- _Exercise aim_
Go to the line containing "component attribution yet." in the records below and print it and every following line exactly, on through the line containing "end facing it.", then stop.

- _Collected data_

⟨

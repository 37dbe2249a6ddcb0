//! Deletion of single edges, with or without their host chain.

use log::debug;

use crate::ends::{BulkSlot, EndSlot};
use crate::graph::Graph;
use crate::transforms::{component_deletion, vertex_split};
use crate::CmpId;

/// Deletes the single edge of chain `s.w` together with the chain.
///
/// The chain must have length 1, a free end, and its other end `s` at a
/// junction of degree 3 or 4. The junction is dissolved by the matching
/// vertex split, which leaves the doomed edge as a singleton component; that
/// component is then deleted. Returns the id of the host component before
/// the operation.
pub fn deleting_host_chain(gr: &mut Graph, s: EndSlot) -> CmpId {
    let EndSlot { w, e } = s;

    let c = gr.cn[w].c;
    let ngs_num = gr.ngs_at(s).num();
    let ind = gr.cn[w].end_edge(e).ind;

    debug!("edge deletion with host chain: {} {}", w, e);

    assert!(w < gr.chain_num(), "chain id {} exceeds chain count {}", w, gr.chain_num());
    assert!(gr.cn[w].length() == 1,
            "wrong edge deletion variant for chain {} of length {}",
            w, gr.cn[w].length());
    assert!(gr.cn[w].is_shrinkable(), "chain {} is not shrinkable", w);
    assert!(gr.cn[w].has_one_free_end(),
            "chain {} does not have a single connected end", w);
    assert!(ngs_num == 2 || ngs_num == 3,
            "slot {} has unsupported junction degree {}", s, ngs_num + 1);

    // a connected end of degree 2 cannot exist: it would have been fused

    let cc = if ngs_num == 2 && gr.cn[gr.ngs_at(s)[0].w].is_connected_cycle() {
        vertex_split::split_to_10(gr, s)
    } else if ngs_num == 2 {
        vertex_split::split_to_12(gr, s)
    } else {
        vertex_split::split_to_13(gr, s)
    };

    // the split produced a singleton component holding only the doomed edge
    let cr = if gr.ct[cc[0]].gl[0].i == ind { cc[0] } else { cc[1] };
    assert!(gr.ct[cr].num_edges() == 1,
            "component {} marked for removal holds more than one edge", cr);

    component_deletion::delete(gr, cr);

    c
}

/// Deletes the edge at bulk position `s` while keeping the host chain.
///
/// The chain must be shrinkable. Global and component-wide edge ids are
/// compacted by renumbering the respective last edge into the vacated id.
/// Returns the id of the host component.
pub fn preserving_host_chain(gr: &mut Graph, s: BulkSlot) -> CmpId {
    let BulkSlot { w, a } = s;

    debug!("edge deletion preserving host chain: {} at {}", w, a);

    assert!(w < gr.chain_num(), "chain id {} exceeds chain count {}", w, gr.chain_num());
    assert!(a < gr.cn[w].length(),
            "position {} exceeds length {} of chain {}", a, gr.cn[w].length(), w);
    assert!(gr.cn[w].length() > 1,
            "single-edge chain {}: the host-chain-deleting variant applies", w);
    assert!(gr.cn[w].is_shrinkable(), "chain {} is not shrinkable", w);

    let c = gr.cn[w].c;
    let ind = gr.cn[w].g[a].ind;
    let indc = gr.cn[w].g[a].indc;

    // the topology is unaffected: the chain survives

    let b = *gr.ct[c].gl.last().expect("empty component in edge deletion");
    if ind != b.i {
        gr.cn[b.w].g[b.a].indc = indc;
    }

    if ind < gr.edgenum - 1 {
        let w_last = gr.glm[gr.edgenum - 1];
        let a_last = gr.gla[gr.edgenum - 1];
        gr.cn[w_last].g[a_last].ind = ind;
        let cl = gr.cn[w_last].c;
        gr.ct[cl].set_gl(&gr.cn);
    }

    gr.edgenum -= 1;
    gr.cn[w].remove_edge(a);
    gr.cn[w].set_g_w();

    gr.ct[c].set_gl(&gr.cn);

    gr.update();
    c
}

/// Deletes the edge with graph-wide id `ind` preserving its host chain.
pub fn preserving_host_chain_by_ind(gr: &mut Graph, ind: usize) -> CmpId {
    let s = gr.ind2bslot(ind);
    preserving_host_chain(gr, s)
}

⟩
⟨

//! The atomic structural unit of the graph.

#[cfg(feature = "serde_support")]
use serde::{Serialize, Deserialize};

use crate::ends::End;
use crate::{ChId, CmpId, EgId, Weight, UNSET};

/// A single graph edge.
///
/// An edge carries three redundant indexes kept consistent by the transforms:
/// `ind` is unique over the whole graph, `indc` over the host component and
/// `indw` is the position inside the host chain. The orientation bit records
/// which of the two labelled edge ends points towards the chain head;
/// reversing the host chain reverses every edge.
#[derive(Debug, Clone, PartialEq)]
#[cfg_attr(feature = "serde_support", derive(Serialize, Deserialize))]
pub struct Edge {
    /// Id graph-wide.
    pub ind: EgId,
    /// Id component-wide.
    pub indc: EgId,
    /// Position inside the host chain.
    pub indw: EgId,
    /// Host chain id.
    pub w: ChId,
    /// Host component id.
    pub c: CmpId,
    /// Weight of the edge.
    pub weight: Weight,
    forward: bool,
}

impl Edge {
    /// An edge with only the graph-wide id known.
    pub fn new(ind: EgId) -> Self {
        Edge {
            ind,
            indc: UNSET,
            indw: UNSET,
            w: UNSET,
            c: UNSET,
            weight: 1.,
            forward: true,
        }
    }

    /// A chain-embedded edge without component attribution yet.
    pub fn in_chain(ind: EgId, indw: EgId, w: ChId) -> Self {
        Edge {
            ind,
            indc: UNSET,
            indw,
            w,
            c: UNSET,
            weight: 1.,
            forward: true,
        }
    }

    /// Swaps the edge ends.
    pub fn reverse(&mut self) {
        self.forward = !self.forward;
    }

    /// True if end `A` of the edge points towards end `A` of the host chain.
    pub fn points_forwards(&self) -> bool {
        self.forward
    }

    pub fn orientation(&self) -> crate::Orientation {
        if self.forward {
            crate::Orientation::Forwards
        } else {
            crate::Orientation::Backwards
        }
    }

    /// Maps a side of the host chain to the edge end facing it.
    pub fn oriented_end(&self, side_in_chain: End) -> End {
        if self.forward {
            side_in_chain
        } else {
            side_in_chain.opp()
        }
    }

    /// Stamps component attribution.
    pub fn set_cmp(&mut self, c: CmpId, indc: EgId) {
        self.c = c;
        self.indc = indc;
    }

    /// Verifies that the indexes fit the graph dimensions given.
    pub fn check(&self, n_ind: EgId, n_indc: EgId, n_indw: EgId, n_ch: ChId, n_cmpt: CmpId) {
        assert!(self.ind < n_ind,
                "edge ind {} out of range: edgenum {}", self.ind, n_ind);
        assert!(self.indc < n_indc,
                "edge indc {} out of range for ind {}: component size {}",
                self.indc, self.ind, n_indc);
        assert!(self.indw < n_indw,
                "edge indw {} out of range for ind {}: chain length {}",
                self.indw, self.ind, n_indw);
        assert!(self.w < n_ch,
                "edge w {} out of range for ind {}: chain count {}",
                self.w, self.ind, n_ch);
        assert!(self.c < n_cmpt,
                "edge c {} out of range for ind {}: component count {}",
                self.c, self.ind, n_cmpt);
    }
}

⟩

- _Response to the exercise_
    /// A chain-embedded edge without component attribution yet.
    pub fn in_chain(ind: EgId, indw: EgId, w: ChId) -> Self {
        Edge {
            ind,
            indc: UNSET,
            indw,
            w,
            c: UNSET,
            weight: 1.,
            forward: true,
        }
    }

    /// Swaps the edge ends.
    pub fn reverse(&mut self) {
        self.forward = !self.forward;
    }

    /// True if end `A` of the edge points towards end `A` of the host chain.
    pub fn points_forwards(&self) -> bool {
        self.forward
    }

    pub fn orientation(&self) -> crate::Orientation {
        if self.forward {
            crate::Orientation::Forwards
        } else {
            crate::Orientation::Backwards
        }
    }

    /// Maps a side of the host chain to the edge end facing it.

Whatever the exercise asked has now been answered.